From: Adam Wiggins <hiro@dusk.org>
To: netfilter@lists.netfilter.org
Subject: Re: local port redirect to remote IP
Date: Mon, 11 Nov 2002 20:43:02 -0800 [thread overview]
Message-ID: <20021111204302.A47608@dusk.org> (raw)
In-Reply-To: <20021107185721.B34761@dusk.org>; from hiro@dusk.org on Thu, Nov 07, 2002 at 06:57:21PM -0800
Replying to my own post here. Someone posted the link to this
excellent tutorial:
http://iptables-tutorial.frozentux.net/chunkyhtml/book1.html
Which gave me a lot of insight, but unfortunately still doesn't cover
the case I want (take packets originating on localhost, going to a
port on localhost, and NAT them to a remote box).

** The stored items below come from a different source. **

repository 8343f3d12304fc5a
use iced::widget::button::{Catalog, Status, Style, StyleFn};
use iced::{Background, Border, Color};

use super::palette::Button;
use super::Theme;

impl Catalog for Theme {
    type Class<'a> = StyleFn<'a, Self>;

    fn default<'a>() -> Self::Class<'a> {
        Box::new(primary)
    }

    fn style(&self, class: &Self::Class<'_>, status: Status) -> Style {
        class(self, status)
    }
}

pub fn primary(theme: &Theme, status: Status) -> Style {
    button(&theme.colors.buttons.primary, status)
}

pub fn secondary(theme: &Theme, status: Status) -> Style {
    button(&theme.colors.buttons.secondary, status)
}

pub fn destructive(theme: &Theme, status: Status) -> Style {
    button(&theme.colors.buttons.destructive, status)
}

pub fn transparent(theme: &Theme, status: Status) -> Style {
    button(&theme.colors.buttons.transparent, status)
}

pub fn link(theme: &Theme, status: Status) -> Style {
    button(&theme.colors.buttons.link, status)
}

fn border(color: Option<Color>) -> Border {
    if let Some(color) = color {
        Border {
            radius: 25.0.into(),
            width: 1.0,
            color,
        }
    } else {
        Border {
            radius: 25.0.into(),
            ..Default::default()
        }
    }
}

fn button(p: &Button, status: Status) -> Style {
    match status {
        Status::Active => Style {
            background: Some(Background::Color(p.active.background)),
            text_color: p.active.text,
            border: border(p.active.border),
            ..Default::default()
        },
        Status::Hovered => Style {
            background: Some(Background::Color(p.hovered.background)),
            text_color: p.hovered.text,
            border: border(p.hovered.border),
            ..Default::default()
        },
        Status::Pressed => {
            if let Some(pressed) = p.pressed {
                Style {
                    background: Some(Background::Color(pressed.background)),
                    text_color: pressed.text,
                    border: border(pressed.border),
                    ..Default::default()
                }
            } else {
                button(p, Status::Active)
            }
        }
        Status::Disabled => {
            if let Some(disabled) = p.disabled {
                Style {
                    background: Some(Background::Color(disabled.background)),
                    text_color: disabled.text,
                    border: border(disabled.border),
                    ..Default::default()
                }
            } else {
                let active: Style = button(p, Status::Active);
                Style {
                    text_color: Color {
                        a: 0.2,
                        ..active.text_color
                    },
                    ..active
                }
            }
        }
    }
}
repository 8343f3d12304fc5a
use std::path::{Path, PathBuf};

#[derive(Clone, Debug, PartialEq)]
pub struct QuinielaDirectory(PathBuf);

impl QuinielaDirectory {
    pub fn new(p: PathBuf) -> Self {
        QuinielaDirectory(p)
    }

    pub fn new_default() -> Result<Self, Box<dyn std::error::Error>> {
        default_datadir().map(QuinielaDirectory::new)
    }

    pub fn exists(&self) -> bool {
        self.0.as_path().exists()
    }

    pub fn init(&self) -> Result<(), Box<dyn std::error::Error>> {
        create_directory(self.0.as_path())
    }

    pub fn path(&self) -> &Path {
        self.0.as_path()
    }
}

/// Get the absolute path to the quiniela configuration folder.
///
/// This a "quiniela" directory in the XDG standard configuration directory for all OSes but
/// Linux-based ones, for which it's `~/.quiniela`.
fn default_datadir() -> Result<PathBuf, Box<dyn std::error::Error>> {
    #[cfg(target_os = "linux")]
    let configs_dir = dirs::home_dir();

    #[cfg(not(target_os = "linux"))]
    let configs_dir = dirs::config_dir();

    if let Some(mut path) = configs_dir {
        #[cfg(target_os = "linux")]
        path.push(".quiniela");

        #[cfg(not(target_os = "linux"))]
        path.push("Quiniela");

        return Ok(path);
    }

    Err("Failed to get default data directory".into())
}

fn create_directory(datadir_path: &std::path::Path) -> Result<(), Box<dyn std::error::Error>> {
    #[cfg(unix)]
    return {
        use std::fs::DirBuilder;
        use std::os::unix::fs::DirBuilderExt;

        let mut builder = DirBuilder::new();
        builder.mode(0o700).recursive(true).create(datadir_path)?;
        Ok(())
    };

    // TODO: permissions on Windows..
    #[cfg(not(unix))]
    return {
        std::fs::create_dir_all(datadir_path)?;
        Ok(())
    };
}

#[cfg(test)]
mod tests {
    use super::*;

    #[test]
    fn test_init_creates_directory() {
        let tmp = tempfile::tempdir().unwrap();
        let dir = QuinielaDirectory::new(tmp.path().join("datadir"));
        assert!(!dir.exists());
        dir.init().unwrap();
        assert!(dir.exists());
    }
}
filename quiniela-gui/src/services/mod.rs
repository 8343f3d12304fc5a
pub mod auth;
pub mod registration;
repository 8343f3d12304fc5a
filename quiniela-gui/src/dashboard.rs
use std::sync::Arc;

use iced::{Alignment, Length, Task};

use quiniela_ui::{
    component::{button, card, text::*},
    theme,
    widget::*,
};

use crate::{
    gui::Route,
    services::auth::{AuthService, UserRecord},
};

/// A betting pool game offered to players.
#[derive(Debug, Clone, PartialEq, Eq)]
pub struct Game {
    pub name: &'static str,
    pub description: &'static str,
    pub base_cost_cents: u64,
}

/// The games on offer. A real deployment would fetch these from the backend.
pub fn catalogue() -> &'static [Game] {
    &[
        Game {
            name: "Quiniela",
            description: "Pick the outcome of fourteen football matches",
            base_cost_cents: 75,
        },
        Game {
            name: "Quinigol",
            description: "Guess the exact score of six matches",
            base_cost_cents: 100,
        },
        Game {
            name: "El Gordo",
            description: "Five numbers and a key number, drawn every Sunday",
            base_cost_cents: 150,
        },
    ]
}

pub fn format_cost(cents: u64) -> String {
    format!("{}.{:02} €", cents / 100, cents % 100)
}

#[derive(Debug, Clone)]
pub enum Message {
    View(ViewMessage),
    Redirect(Route),
}

#[derive(Debug, Clone)]
pub enum ViewMessage {
    SignOut,
}

pub struct DashboardPanel {
    auth: Arc<dyn AuthService>,
    user: Option<UserRecord>,
}

impl DashboardPanel {
    pub fn new(auth: Arc<dyn AuthService>) -> (Self, Task<Message>) {
        let user = auth.user_data();
        // Without a session there is nothing to show here.
        let task = if user.is_none() {
            redirect(Route::Login)
        } else {
            Task::none()
        };
        (Self { auth, user }, task)
    }

    pub fn update(&mut self, message: Message) -> Task<Message> {
        match message {
            Message::View(ViewMessage::SignOut) => {
                if let Some(user) = &self.user {
                    tracing::info!("user '{}' signed out", user.username);
                }
                self.auth.sign_out();
                self.user = None;
                redirect(Route::Login)
            }
            // Redirect is handled by the upper level wrapping the
            // DashboardPanel state.
            Message::Redirect(_) => Task::none(),
        }
    }

    pub fn view(&self) -> Element<Message> {
        let header = Row::new()
            .align_y(Alignment::Center)
            .spacing(20)
            .push(Container::new(h3("Games")).width(Length::Fill))
            .push_maybe(
                self.user
                    .as_ref()
                    .map(|user| text(format!("Signed in as {}", user.name))),
            )
            .push(
                button::secondary("Sign out")
                    .width(Length::Fixed(150.0))
                    .on_press(Message::View(ViewMessage::SignOut)),
            );

        let mut games = Column::new().spacing(20);
        for game in catalogue() {
            games = games.push(
                card::simple(
                    Row::new()
                        .align_y(Alignment::Center)
                        .spacing(20)
                        .push(
                            Column::new()
                                .spacing(5)
                                .width(Length::Fill)
                                .push(p1_bold(game.name))
                                .push(
                                    p2_regular(game.description).style(theme::text::secondary),
                                ),
                        )
                        .push(p1_medium(format_cost(game.base_cost_cents))),
                )
                .width(Length::Fill),
            );
        }

        Container::new(
            Column::new()
                .spacing(30)
                .max_width(800)
                .push(header)
                .push(games),
        )
        .padding(50)
        .center_x(Length::Fill)
        .into()
    }
}

pub fn redirect(route: Route) -> Task<Message> {
    Task::perform(async move { route }, Message::Redirect)
}

#[cfg(test)]
mod tests {
    use super::*;
    use crate::services::auth::StubAuthClient;
    use std::time::Duration;

    fn authenticated_client() -> Arc<StubAuthClient> {
        let auth = Arc::new(StubAuthClient::with_latency(Duration::from_millis(0)));
        auth.store_user_data(UserRecord {
            id: 1,
            name: "Administrador".to_string(),
            username: "admin".to_string(),
            email: "admin@system.com".to_string(),
            is_admin: true,
        });
        auth
    }

    #[test]
    fn cost_formatting() {
        assert_eq!(format_cost(75), "0.75 €");
        assert_eq!(format_cost(100), "1.00 €");
        assert_eq!(format_cost(150), "1.50 €");
    }

    #[test]
    fn mount_reads_the_session() {
        let (panel, _task) = DashboardPanel::new(authenticated_client());
        assert_eq!(panel.user.as_ref().map(|u| u.id), Some(1));
    }

    #[test]
    fn unauthenticated_mount_has_no_user() {
        let auth = Arc::new(StubAuthClient::with_latency(Duration::from_millis(0)));
        let (panel, _task) = DashboardPanel::new(auth);
        assert!(panel.user.is_none());
    }

    #[test]
    fn sign_out_clears_the_session() {
        let auth = authenticated_client();
        let (mut panel, _task) = DashboardPanel::new(auth.clone());
        let _ = panel.update(Message::View(ViewMessage::SignOut));
        assert!(panel.user.is_none());
        assert!(!auth.is_authenticated());
    }
}
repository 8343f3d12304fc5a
use iced::widget::text::{Catalog, Style, StyleFn};

use super::Theme;

impl Catalog for Theme {
    type Class<'a> = StyleFn<'a, Self>;

    fn default<'a>() -> Self::Class<'a> {
        Box::new(default)
    }

    fn style(&self, class: &Self::Class<'_>) -> Style {
        class(self)
    }
}

pub fn default(_theme: &Theme) -> Style {
    Style { color: None }
}

pub fn primary(theme: &Theme) -> Style {
    Style {
        color: Some(theme.colors.text.primary),
    }
}

pub fn secondary(theme: &Theme) -> Style {
    Style {
        color: Some(theme.colors.text.secondary),
    }
}

pub fn success(theme: &Theme) -> Style {
    Style {
        color: Some(theme.colors.text.success),
    }
}

pub fn warning(theme: &Theme) -> Style {
    Style {
        color: Some(theme.colors.text.warning),
    }
}

pub fn error(theme: &Theme) -> Style {
    Style {
        color: Some(theme.colors.text.error),
    }
}
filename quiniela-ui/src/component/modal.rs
use iced::widget::{center, mouse_area, opaque, stack};

use crate::{theme, widget::*};

/// Stacks `content` on top of `base` behind a dimmed backdrop.
///
/// The backdrop swallows every interaction with `base`. If `on_blur` is
/// set, clicking outside the content produces it, otherwise the overlay
/// can only be dismissed by the content itself.
pub fn modal<'a, Message: Clone + 'a>(
    base: impl Into<Element<'a, Message>>,
    content: impl Into<Element<'a, Message>>,
    on_blur: Option<Message>,
) -> Element<'a, Message> {
    let mut area = mouse_area(center(opaque(content)).style(theme::overlay::backdrop));
    if let Some(on_blur) = on_blur {
        area = area.on_press(on_blur);
    }
    stack([base.into(), opaque(area)]).into()
}
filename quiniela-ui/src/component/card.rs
use crate::{component::text, theme, widget::*};

pub fn simple<'a, T: 'a, C: Into<Element<'a, T>>>(content: C) -> Container<'a, T> {
    Container::new(content).padding(15).style(theme::card::simple)
}

pub fn modal<'a, T: 'a, C: Into<Element<'a, T>>>(content: C) -> Container<'a, T> {
    Container::new(content).padding(25).style(theme::card::modal)
}

/// Display an error as a card with the message on top of the technical detail.
pub fn error<'a, T: 'a>(message: &'static str, error: String) -> Container<'a, T> {
    Container::new(
        Column::new()
            .spacing(20)
            .push(text::p1_bold(message))
            .push(text::p2_regular(error)),
    )
    .padding(25)
    .style(theme::card::error)
}
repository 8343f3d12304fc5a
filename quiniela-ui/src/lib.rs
pub mod color;
pub mod component;
pub mod font;
pub mod theme;

pub mod widget {
    use crate::theme::Theme;

    pub type Renderer = iced::Renderer;
    pub type Element<'a, Message> = iced::Element<'a, Message, Theme, Renderer>;
    pub type Container<'a, Message> = iced::widget::Container<'a, Message, Theme, Renderer>;
    pub type Column<'a, Message> = iced::widget::Column<'a, Message, Theme, Renderer>;
    pub type Row<'a, Message> = iced::widget::Row<'a, Message, Theme, Renderer>;
    pub type Button<'a, Message> = iced::widget::Button<'a, Message, Theme, Renderer>;
    pub type Text<'a> = iced::widget::Text<'a, Theme, Renderer>;
    pub type TextInput<'a, Message> = iced::widget::TextInput<'a, Message, Theme, Renderer>;
}
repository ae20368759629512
//! ShortLinkResolver 集成测试
//!
//! 短码 → 跳转目标，缓存命中与未命中结果一致，每次成功解析记录一次点击。

mod common;

use commerce_engine::services::Resolution;
use commerce_engine::storage::FraudState;

use common::{TestEnv, account};

const DESTINATION: &str = "https://merchant.example/item/9";

fn destination_of(resolution: &Resolution) -> Option<&str> {
    match resolution {
        Resolution::Resolved { destination, .. } => Some(destination),
        Resolution::Degraded { destination } => Some(destination),
        _ => None,
    }
}

// =============================================================================
// 基本解析
// =============================================================================

#[tokio::test]
async fn test_resolve_twice_records_two_clicks() {
    let env = TestEnv::new().await;
    env.create_link("abc123", DESTINATION, "C1", "E1").await;
    let actor = account("U7");

    let first = env.engine.resolver.resolve("abc123", &actor).await;
    let second = env.engine.resolver.resolve("abc123", &actor).await;

    for resolution in [&first, &second] {
        match resolution {
            Resolution::Resolved {
                destination,
                campaign_id,
                assessment,
                ..
            } => {
                assert_eq!(destination, DESTINATION);
                assert_eq!(campaign_id, "C1");
                assert_ne!(assessment.state, FraudState::Blocked);
            }
            other => panic!("expected Resolved, got {:?}", other),
        }
    }

    env.flush_events().await;
    let clicks = env.engine.storage.clicks_for_code("abc123").await.unwrap();
    assert_eq!(clicks.len(), 2);
    assert!(clicks.iter().all(|c| c.fraud_state != FraudState::Blocked));
    assert!(clicks.iter().all(|c| c.actor_id == "U7" && c.earner_id == "E1"));
    assert_ne!(clicks[0].event_id, clicks[1].event_id);
}

#[tokio::test]
async fn test_cache_hit_and_miss_agree() {
    let env = TestEnv::new().await;
    env.create_link("promo-1", DESTINATION, "C1", "E1").await;
    let actor = account("U1");

    // 第一次从存储读取并回填缓存
    let from_store = env.engine.resolver.resolve("promo-1", &actor).await;
    let from_cache = env.engine.resolver.resolve("promo-1", &actor).await;
    env.engine.cache.invalidate("promo-1").await;
    let after_invalidate = env.engine.resolver.resolve("promo-1", &actor).await;

    assert_eq!(destination_of(&from_store), Some(DESTINATION));
    assert_eq!(destination_of(&from_cache), Some(DESTINATION));
    assert_eq!(destination_of(&after_invalidate), Some(DESTINATION));
}

#[tokio::test]
async fn test_unknown_code_is_not_found() {
    let env = TestEnv::new().await;
    let actor = account("U1");

    assert_eq!(
        env.engine.resolver.resolve("nope404", &actor).await,
        Resolution::NotFound
    );
    // 非法短码不会访问存储
    assert_eq!(
        env.engine.resolver.resolve("bad/code", &actor).await,
        Resolution::NotFound
    );

    env.flush_events().await;
    assert!(env.engine.storage.clicks_for_code("nope404").await.unwrap().is_empty());
}

/// 另一个进程（CLI 或其他实例）直接写入存储的短码，本实例的过滤器尚未收录
#[tokio::test]
async fn test_link_written_by_another_process_resolves() {
    use commerce_engine::storage::{LinkStore, ShortLink};

    let env = TestEnv::new().await;
    let link = ShortLink {
        code: "ext777".to_string(),
        destination: DESTINATION.to_string(),
        campaign_id: "C1".to_string(),
        earner_id: "E1".to_string(),
        created_at: chrono::Utc::now(),
        expires_at: None,
        active: true,
    };
    env.engine.storage.create(&link).await.unwrap();

    let actor = account("U3");
    let first = env.engine.resolver.resolve("ext777", &actor).await;
    let cached = env.engine.resolver.resolve("ext777", &actor).await;
    assert_eq!(destination_of(&first), Some(DESTINATION));
    assert_eq!(destination_of(&cached), Some(DESTINATION));

    env.flush_events().await;
    assert_eq!(env.engine.storage.clicks_for_code("ext777").await.unwrap().len(), 2);
}

#[tokio::test]
async fn test_deactivated_link_is_expired_not_missing() {
    let env = TestEnv::new().await;
    env.create_link("gone1", DESTINATION, "C1", "E1").await;
    let actor = account("U1");

    assert!(destination_of(&env.engine.resolver.resolve("gone1", &actor).await).is_some());
    env.engine.links.deactivate("gone1").await.unwrap();

    assert_eq!(
        env.engine.resolver.resolve("gone1", &actor).await,
        Resolution::Expired
    );

    env.flush_events().await;
    // 只有停用前的那次解析产生点击
    assert_eq!(env.engine.storage.clicks_for_code("gone1").await.unwrap().len(), 1);
}

// =============================================================================
// 风控不影响跳转
// =============================================================================

#[tokio::test]
async fn test_blocked_actor_still_redirected() {
    let env = TestEnv::new().await;
    env.create_link("abc123", DESTINATION, "C1", "E1").await;
    let actor = account("A1");

    let mut states = Vec::new();
    for _ in 0..5 {
        let resolution = env.engine.resolver.resolve("abc123", &actor).await;
        match resolution {
            Resolution::Resolved {
                destination,
                assessment,
                ..
            } => {
                assert_eq!(destination, DESTINATION);
                states.push(assessment.state);
            }
            other => panic!("expected Resolved, got {:?}", other),
        }
    }

    assert_eq!(states.last(), Some(&FraudState::Blocked));
    assert_eq!(states.first(), Some(&FraudState::Clean));

    env.flush_events().await;
    let clicks = env.engine.storage.clicks_for_code("abc123").await.unwrap();
    assert_eq!(clicks.len(), 5);
    assert_eq!(clicks[4].fraud_state, FraudState::Blocked);
}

At the bottom of the DNAT explanation:
http://iptables-tutorial.frozentux.net/chunkyhtml/x2326.html#DNATTARGET
...it covers something that seems like what I want, which is DNATing
from a firewall to a web server inside a LAN:
iptables -t nat -A OUTPUT --dst $INET_IP --dport 80 -j DNAT --to-destination $HTTP_IP
Using the OUTPUT chain, which I hadn't tried. So I did this:
iptables -t nat -A OUTPUT -p tcp --dst 127.0.0.1 --dport 8000 -j DNAT --to-destination 64.58.76.225:80
I think this is on the right track - now when I telnet to port 8000
locally it just locks waiting for the connection. That implies that
the packets are getting sent out but failing to return. I tried
switching --dst to be the machine's local IP, thinking that that might
help them find their way back more easily, but no dice.
Any thoughts?
-Adam
On Thu, Nov 07, 2002 at 06:57:21PM -0800, Adam Wiggins wrote:
>
> Greetings,
>
> I need to redirect a port on the loopback device to a remote IP -
> basically the reverse of a transparent Squid proxy.
>
> The example I'm trying to get working is to make port 8000 on the
> local machine connect me to www.yahoo.com:80.
>
> I tried both DNAT and REDIRECT (not sure which is applicable here),
> as follows:
>
> [root@ash root]# iptables -F -t nat
> [root@ash root]# iptables -t nat -A PREROUTING -s 127.0.0.1 -p tcp --dport 8003 -j REDIRECT --to 64.58.76.225:80
> [root@ash root]# telnet localhost 8003
> Trying 127.0.0.1...
> telnet: connect to address 127.0.0.1: Connection refused
> [root@ash root]# iptables -F -t nat
> [root@ash root]# iptables -t nat -A PREROUTING -s 127.0.0.1 -p tcp --dport 8003 -j DNAT --to 64.58.76.225:80
> [root@ash root]# telnet localhost 8003
> Trying 127.0.0.1...
> telnet: connect to address 127.0.0.1: Connection refused
>
> The REDIRECT works on a remote machine (if I specify -s <someIP> and
> then connect from that machine), so I know I must be close. I
> experimented with POSTROUTING as well, but that doesn't allow you to
> specify a source IP and I need to make sure this only works when
> connecting locally.
>
> Any pointers much appreciated.
>
> -Adam
>
prev parent reply other threads:[~2002-11-12 4:43 UTC|newest]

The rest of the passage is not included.